▶ _PROBLEM_
Once more, print the records exactly as given.
=======
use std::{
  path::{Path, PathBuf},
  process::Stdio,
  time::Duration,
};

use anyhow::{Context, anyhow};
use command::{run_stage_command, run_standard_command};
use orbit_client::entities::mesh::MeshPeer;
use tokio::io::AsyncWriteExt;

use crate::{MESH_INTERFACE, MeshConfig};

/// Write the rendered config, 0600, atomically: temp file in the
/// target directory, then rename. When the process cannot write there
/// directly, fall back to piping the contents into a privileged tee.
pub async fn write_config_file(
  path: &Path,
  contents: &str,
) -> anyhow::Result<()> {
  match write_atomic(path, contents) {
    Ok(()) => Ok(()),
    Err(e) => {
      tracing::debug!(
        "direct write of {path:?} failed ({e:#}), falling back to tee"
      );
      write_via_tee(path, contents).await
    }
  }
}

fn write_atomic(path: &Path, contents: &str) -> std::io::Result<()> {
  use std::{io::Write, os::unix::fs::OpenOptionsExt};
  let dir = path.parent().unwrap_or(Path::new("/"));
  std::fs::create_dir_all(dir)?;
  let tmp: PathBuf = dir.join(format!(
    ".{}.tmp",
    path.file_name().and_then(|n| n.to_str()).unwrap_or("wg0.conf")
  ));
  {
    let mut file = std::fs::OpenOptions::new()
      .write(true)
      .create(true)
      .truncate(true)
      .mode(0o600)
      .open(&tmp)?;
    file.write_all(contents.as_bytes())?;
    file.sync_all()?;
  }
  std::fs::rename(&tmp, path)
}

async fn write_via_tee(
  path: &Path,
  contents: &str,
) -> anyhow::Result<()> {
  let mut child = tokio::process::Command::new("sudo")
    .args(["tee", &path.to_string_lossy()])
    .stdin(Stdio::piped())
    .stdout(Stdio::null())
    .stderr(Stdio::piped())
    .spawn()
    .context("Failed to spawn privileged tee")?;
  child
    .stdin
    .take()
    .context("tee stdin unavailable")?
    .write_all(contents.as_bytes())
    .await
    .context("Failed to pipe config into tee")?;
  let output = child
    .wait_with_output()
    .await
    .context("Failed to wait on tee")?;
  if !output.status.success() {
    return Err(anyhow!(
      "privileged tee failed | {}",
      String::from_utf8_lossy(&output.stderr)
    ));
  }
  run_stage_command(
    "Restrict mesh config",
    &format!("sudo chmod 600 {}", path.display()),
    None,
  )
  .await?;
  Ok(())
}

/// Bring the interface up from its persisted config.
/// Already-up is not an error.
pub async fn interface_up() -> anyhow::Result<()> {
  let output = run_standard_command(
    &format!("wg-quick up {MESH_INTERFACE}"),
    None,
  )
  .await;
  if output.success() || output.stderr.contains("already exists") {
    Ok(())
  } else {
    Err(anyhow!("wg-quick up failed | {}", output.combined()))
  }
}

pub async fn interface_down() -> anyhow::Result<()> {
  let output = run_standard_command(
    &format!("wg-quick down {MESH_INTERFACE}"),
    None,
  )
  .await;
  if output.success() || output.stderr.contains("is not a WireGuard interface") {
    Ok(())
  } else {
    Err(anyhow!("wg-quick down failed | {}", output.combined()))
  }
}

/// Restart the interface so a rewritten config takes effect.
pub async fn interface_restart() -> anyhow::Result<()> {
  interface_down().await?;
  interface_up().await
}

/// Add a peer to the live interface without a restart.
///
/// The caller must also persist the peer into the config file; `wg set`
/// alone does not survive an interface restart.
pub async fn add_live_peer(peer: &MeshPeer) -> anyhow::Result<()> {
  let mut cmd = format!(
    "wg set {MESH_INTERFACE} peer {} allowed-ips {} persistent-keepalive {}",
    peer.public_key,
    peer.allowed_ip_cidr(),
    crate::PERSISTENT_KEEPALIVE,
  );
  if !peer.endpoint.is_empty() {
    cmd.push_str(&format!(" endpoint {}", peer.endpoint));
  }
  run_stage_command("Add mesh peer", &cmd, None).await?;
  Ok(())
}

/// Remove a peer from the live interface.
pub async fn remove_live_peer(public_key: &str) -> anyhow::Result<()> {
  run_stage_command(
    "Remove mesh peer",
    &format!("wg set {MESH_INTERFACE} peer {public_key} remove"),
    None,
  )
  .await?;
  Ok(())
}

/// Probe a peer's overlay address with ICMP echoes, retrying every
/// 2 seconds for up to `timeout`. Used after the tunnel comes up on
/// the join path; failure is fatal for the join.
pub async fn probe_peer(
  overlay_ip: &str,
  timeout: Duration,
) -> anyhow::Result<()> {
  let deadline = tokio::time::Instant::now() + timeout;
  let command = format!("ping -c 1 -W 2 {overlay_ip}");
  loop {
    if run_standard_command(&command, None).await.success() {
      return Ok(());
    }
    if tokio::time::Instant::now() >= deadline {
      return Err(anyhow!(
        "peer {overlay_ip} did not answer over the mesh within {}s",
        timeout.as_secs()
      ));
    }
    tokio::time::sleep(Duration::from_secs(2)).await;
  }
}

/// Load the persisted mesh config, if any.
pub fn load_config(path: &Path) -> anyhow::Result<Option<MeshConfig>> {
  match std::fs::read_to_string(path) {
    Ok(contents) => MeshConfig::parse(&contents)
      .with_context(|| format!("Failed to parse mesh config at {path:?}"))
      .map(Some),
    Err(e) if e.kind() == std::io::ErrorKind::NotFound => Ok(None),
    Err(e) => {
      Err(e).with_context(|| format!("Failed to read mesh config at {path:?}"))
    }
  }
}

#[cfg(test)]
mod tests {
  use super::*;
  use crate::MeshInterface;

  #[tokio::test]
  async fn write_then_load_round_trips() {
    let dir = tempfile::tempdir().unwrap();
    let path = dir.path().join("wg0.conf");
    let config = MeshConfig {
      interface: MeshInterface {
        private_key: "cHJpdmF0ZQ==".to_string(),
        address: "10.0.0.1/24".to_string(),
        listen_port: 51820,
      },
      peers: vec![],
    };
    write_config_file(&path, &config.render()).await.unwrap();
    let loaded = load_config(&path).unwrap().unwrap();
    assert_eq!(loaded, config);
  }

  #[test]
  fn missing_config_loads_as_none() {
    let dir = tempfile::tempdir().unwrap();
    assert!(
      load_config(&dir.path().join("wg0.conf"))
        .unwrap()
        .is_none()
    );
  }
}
=======
▶ _EXERCISE OUTPUT_
use std::{
  path::{Path, PathBuf},
  process::Stdio,
  time::Duration,
};

use anyhow::{Context, anyhow};
use command::{run_stage_command, run_standard_command};
use orbit_client::entities::mesh::MeshPeer;
use tokio::io::AsyncWriteExt;

use crate::{MESH_INTERFACE, MeshConfig};

/// Write the rendered config, 0600, atomically: temp file in the
/// target directory, then rename. When the process cannot write there
/// directly, fall back to piping the contents into a privileged tee.
pub async fn write_config_file(
  path: &Path,
  contents: &str,
) -> anyhow::Result<()> {
  match write_atomic(path, contents) {
    Ok(()) => Ok(()),
    Err(e) => {
      tracing::debug!(
        "direct write of {path:?} failed ({e:#}), falling back to tee"
      );
      write_via_tee(path, contents).await
    }
  }
}

fn write_atomic(path: &Path, contents: &str) -> std::io::Result<()> {
  use std::{io::Write, os::unix::fs::OpenOptionsExt};
  let dir = path.parent().unwrap_or(Path::new("/"));
  std::fs::create_dir_all(dir)?;
  let tmp: PathBuf = dir.join(format!(
    ".{}.tmp",
    path.file_name().and_then(|n| n.to_str()).unwrap_or("wg0.conf")
  ));
  {
    let mut file = std::fs::OpenOptions::new()
      .write(true)
      .create(true)
      .truncate(true)
      .mode(0o600)
      .open(&tmp)?;
    file.write_all(contents.as_bytes())?;
    file.sync_all()?;
  }
  std::fs::rename(&tmp, path)
}

async fn write_via_tee(
  path: &Path,
  contents: &str,
) -> anyhow::Result<()> {
  let mut child = tokio::process::Command::new("sudo")
    .args(["tee", &path.to_string_lossy()])
    .stdin(Stdio::piped())
    .stdout(Stdio::null())
    .stderr(Stdio::piped())
    .spawn()
    .context("Failed to spawn privileged tee")?;
  child
    .stdin
    .take()
    .context("tee stdin unavailable")?
    .write_all(contents.as_bytes())
    .await
    .context("Failed to pipe config into tee")?;
  let output = child
    .wait_with_output()
    .await
    .context("Failed to wait on tee")?;
  if !output.status.success() {
    return Err(anyhow!(
      "privileged tee failed | {}",
      String::from_utf8_lossy(&output.stderr)
    ));
  }
  run_stage_command(
    "Restrict mesh config",
    &format!("sudo chmod 600 {}", path.display()),
    None,
  )
  .await?;
  Ok(())
}

/// Bring the interface up from its persisted config.
/// Already-up is not an error.
pub async fn interface_up() -> anyhow::Result<()> {
  let output = run_standard_command(
    &format!("wg-quick up {MESH_INTERFACE}"),
    None,
  )
  .await;
  if output.success() || output.stderr.contains("already exists") {
    Ok(())
  } else {
    Err(anyhow!("wg-quick up failed | {}", output.combined()))
  }
}

pub async fn interface_down() -> anyhow::Result<()> {
  let output = run_standard_command(
    &format!("wg-quick down {MESH_INTERFACE}"),
    None,
  )
  .await;
  if output.success() || output.stderr.contains("is not a WireGuard interface") {
    Ok(())
  } else {
    Err(anyhow!("wg-quick down failed | {}", output.combined()))
  }
}

/// Restart the interface so a rewritten config takes effect.
pub async fn interface_restart() -> anyhow::Result<()> {
  interface_down().await?;
  interface_up().await
}

/// Add a peer to the live interface without a restart.
///
/// The caller must also persist the peer into the config file; `wg set`
/// alone does not survive an interface restart.
pub async fn add_live_peer(peer: &MeshPeer) -> anyhow::Result<()> {
  let mut cmd = format!(
    "wg set {MESH_INTERFACE} peer {} allowed-ips {} persistent-keepalive {}",
    peer.public_key,
    peer.allowed_ip_cidr(),
    crate::PERSISTENT_KEEPALIVE,
  );
  if !peer.endpoint.is_empty() {
    cmd.push_str(&format!(" endpoint {}", peer.endpoint));
  }
  run_stage_command("Add mesh peer", &cmd, None).await?;
  Ok(())
}

/// Remove a peer from the live interface.
pub async fn remove_live_peer(public_key: &str) -> anyhow::Result<()> {
  run_stage_command(
    "Remove mesh peer",
    &format!("wg set {MESH_INTERFACE} peer {public_key} remove"),
    None,
  )
  .await?;
  Ok(())
}

/// Probe a peer's overlay address with ICMP echoes, retrying every
/// 2 seconds for up to `timeout`. Used after the tunnel comes up on
/// the join path; failure is fatal for the join.
pub async fn probe_peer(
  overlay_ip: &str,
  timeout: Duration,
) -> anyhow::Result<()> {
  let deadline = tokio::time::Instant::now() + timeout;
  let command = format!("ping -c 1 -W 2 {overlay_ip}");
  loop {
    if run_standard_command(&command, None).await.success() {
      return Ok(());
    }
    if tokio::time::Instant::now() >= deadline {
      return Err(anyhow!(
        "peer {overlay_ip} did not answer over the mesh within {}s",
        timeout.as_secs()
      ));
    }
    tokio::time::sleep(Duration::from_secs(2)).await;
  }
}

/// Load the persisted mesh config, if any.
pub fn load_config(path: &Path) -> anyhow::Result<Option<MeshConfig>> {
  match std::fs::read_to_string(path) {
    Ok(contents) => MeshConfig::parse(&contents)
      .with_context(|| format!("Failed to parse mesh config at {path:?}"))
      .map(Some),
    Err(e) if e.kind() == std::io::ErrorKind::NotFound => Ok(None),
    Err(e) => {
      Err(e).with_context(|| format!("Failed to read mesh config at {path:?}"))
    }
  }
}

#[cfg(test)]
mod tests {
  use super::*;
  use crate::MeshInterface;

  #[tokio::test]
  async fn write_then_load_round_trips() {
    let dir = tempfile::tempdir().unwrap();
    let path = dir.path().join("wg0.conf");
    let config = MeshConfig {
      interface: MeshInterface {
        private_key: "cHJpdmF0ZQ==".to_string(),
        address: "10.0.0.1/24".to_string(),
        listen_port: 51820,
      },
      peers: vec![],
    };
    write_config_file(&path, &config.render()).await.unwrap();
    let loaded = load_config(&path).unwrap().unwrap();
    assert_eq!(loaded, config);
  }

  #[test]
  fn missing_config_loads_as_none() {
    let dir = tempfile::tempdir().unwrap();
    assert!(
      load_config(&dir.path().join("wg0.conf"))
        .unwrap()
        .is_none()
    );
  }
}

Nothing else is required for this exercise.